Advances seen in treatment of knee ligament injury

New surgical techniques are helping to improve treatment of a lesser-known type of knee ligament injury, according to a research review.

The ligament in question is called the posterior cruciate ligament, or PCL - a band of strong tissue that connects the shinbone to the thighbone and prevents the shinbone from moving too far backward.

When it comes to knee injuries, the anterior cruciate ligament (ACL) gets most of the attention, as ACL tears are far more common. However, the PCL can be torn when a heavy force strikes the front of the knee - if, for instance, the knee hits the dashboard in a car accident, or an athlete falls hard onto a bent knee.

Partial tears to the PCL are generally treated with rest, physical therapy or other non-invasive measures. When it is completely torn, though, surgery may be recommended.

The new review, published in the Journal of the American Academy of Orthopedic Surgeons, charts the recent progress that has been made in reconstructing damaged PCLs.

The traditional surgical method is to replace the ligament with a so- called “one-bundle” graft taken from another part of the patient’s body or from a cadaver. The graft is passed through a “tunnel” in the front of the shinbone and attached to the bone at a single site.

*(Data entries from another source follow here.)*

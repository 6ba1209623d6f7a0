//! Share-link dialog.

use std::sync::Arc;
use tokio::sync::oneshot;
use tracing::warn;

use crate::domain::entities::ShareLinkData;
use crate::domain::ports::{Clipboard, Notifier};

/// Shown after the link has been handed to the clipboard.
pub const LINK_COPIED_MESSAGE: &str = "Link added to clipboard";

/// Opener's side of a dialog: resolves once the dialog is dismissed.
#[derive(Debug)]
pub struct DialogHandle(oneshot::Receiver<()>);

impl DialogHandle {
    /// Waits until the dialog is closed or dropped.
    pub async fn closed(self) {
        let _ = self.0.await;
    }
}

/// Dialog presenting a shareable link for a username/title pair.
///
/// The link is computed once when the dialog is initialized and never
/// changes afterwards.
pub struct ShareLinkDialog<N: Notifier + ?Sized> {
    data: ShareLinkData,
    link: String,
    notifier: Arc<N>,
    dismiss: Option<oneshot::Sender<()>>,
}

impl<N: Notifier + ?Sized> ShareLinkDialog<N> {
    /// Opens the dialog for `data`, building its link against `host`.
    pub fn initialize(host: &str, data: ShareLinkData, notifier: Arc<N>) -> (Self, DialogHandle) {
        let (tx, rx) = oneshot::channel();
        let link = data.link(host);

        let dialog = Self {
            data,
            link,
            notifier,
            dismiss: Some(tx),
        };

        (dialog, DialogHandle(rx))
    }

    pub fn data(&self) -> &ShareLinkData {
        &self.data
    }

    pub fn link(&self) -> &str {
        &self.link
    }

    /// Copies the link to `clipboard` and confirms with an info notification.
    ///
    /// A refused copy is logged; the confirmation is shown regardless.
    pub fn copy_link<C: Clipboard + ?Sized>(&self, clipboard: &C) {
        if let Err(e) = clipboard.copy(&self.link) {
            warn!(error = %e, "Clipboard refused share link");
        }
        self.notifier.show_info(LINK_COPIED_MESSAGE);
    }

    /// Dismisses the dialog.
    pub fn close(mut self) {
        if let Some(tx) = self.dismiss.take() {
            let _ = tx.send(());
        }
    }
}

#[cfg(test)]
mod tests {
    use super::*;
    use crate::domain::entities::DEFAULT_SHARE_HOST;
    use crate::domain::errors::ClipboardError;
    use crate::domain::ports::{MockClipboard, MockNotifier};

    fn notifier_expecting_copy_message() -> MockNotifier {
        let mut notifier = MockNotifier::new();
        notifier
            .expect_show_info()
            .withf(|text| text == LINK_COPIED_MESSAGE)
            .times(1)
            .return_const(());
        notifier.expect_show_error().never();
        notifier
    }

    #[test]
    fn test_initialize_builds_link_once() {
        let (dialog, _handle) = ShareLinkDialog::initialize(
            DEFAULT_SHARE_HOST,
            ShareLinkData::new("alice", "My Prog"),
            Arc::new(MockNotifier::new()),
        );

        assert_eq!(
            dialog.link(),
            "www.vastdime.com/editor?username=alice&title=My Prog"
        );
        assert_eq!(dialog.data().username, "alice");
    }

    #[test]
    fn test_copy_link_copies_and_notifies() {
        let (dialog, _handle) = ShareLinkDialog::initialize(
            DEFAULT_SHARE_HOST,
            ShareLinkData::new("alice", "demo"),
            Arc::new(notifier_expecting_copy_message()),
        );

        let mut clipboard = MockClipboard::new();
        clipboard
            .expect_copy()
            .withf(|text| text == "www.vastdime.com/editor?username=alice&title=demo")
            .times(1)
            .returning(|_| Ok(()));

        dialog.copy_link(&clipboard);
    }

    #[test]
    fn test_copy_link_refused_still_notifies() {
        let (dialog, _handle) = ShareLinkDialog::initialize(
            DEFAULT_SHARE_HOST,
            ShareLinkData::new("alice", "demo"),
            Arc::new(notifier_expecting_copy_message()),
        );

        let mut clipboard = MockClipboard::new();
        clipboard
            .expect_copy()
            .times(1)
            .returning(|_| Err(ClipboardError::Unavailable("no terminal".into())));

        dialog.copy_link(&clipboard);
    }

    #[tokio::test]
    async fn test_close_signals_opener() {
        let (dialog, handle) = ShareLinkDialog::initialize(
            DEFAULT_SHARE_HOST,
            ShareLinkData::new("alice", "demo"),
            Arc::new(MockNotifier::new()),
        );

        dialog.close();
        handle.closed().await;
    }

    #[tokio::test]
    async fn test_drop_also_resolves_handle() {
        let (dialog, handle) = ShareLinkDialog::initialize(
            DEFAULT_SHARE_HOST,
            ShareLinkData::new("alice", "demo"),
            Arc::new(MockNotifier::new()),
        );

        drop(dialog);
        handle.closed().await;
    }
}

Newer methods have been developed, however - one being the “two- bundle” approach, which uses thinner individual tissue grafts that are attached to the bone at two sites. The other option is known as in-lay reconstruction, where instead of using a tunnel in the shinbone, the surgeon screws the new tissue directly into the shinbone.

Lab research suggests that the newer methods may be more effective than traditional surgery, according to Dr. Matthew Matava, an orthopedic surgeon at the Washington University School of Medicine in Chesterfield, Missouri, and the lead researcher on the review.

With in-lay reconstruction, the tissue graft is likely to fray or become stretched out, as it is not wound around the shinbone tunnel, Matava explained in a news release from the American Academy of Orthopedic Surgeons (AAOS).

The evidence, however, comes from biomechanical studies, and clinical trials have not yet shown the newer methods to be superior.

“Although we believe the newer treatments are better,” Matava said, “we still must prove it.”

According to the AAOS, some surgeons believe that the new means of PCL reconstruction are more complex, and therefore more risky. The group advises patients who need the procedure to find an orthopedic surgeon with specific experience in PCL reconstruction.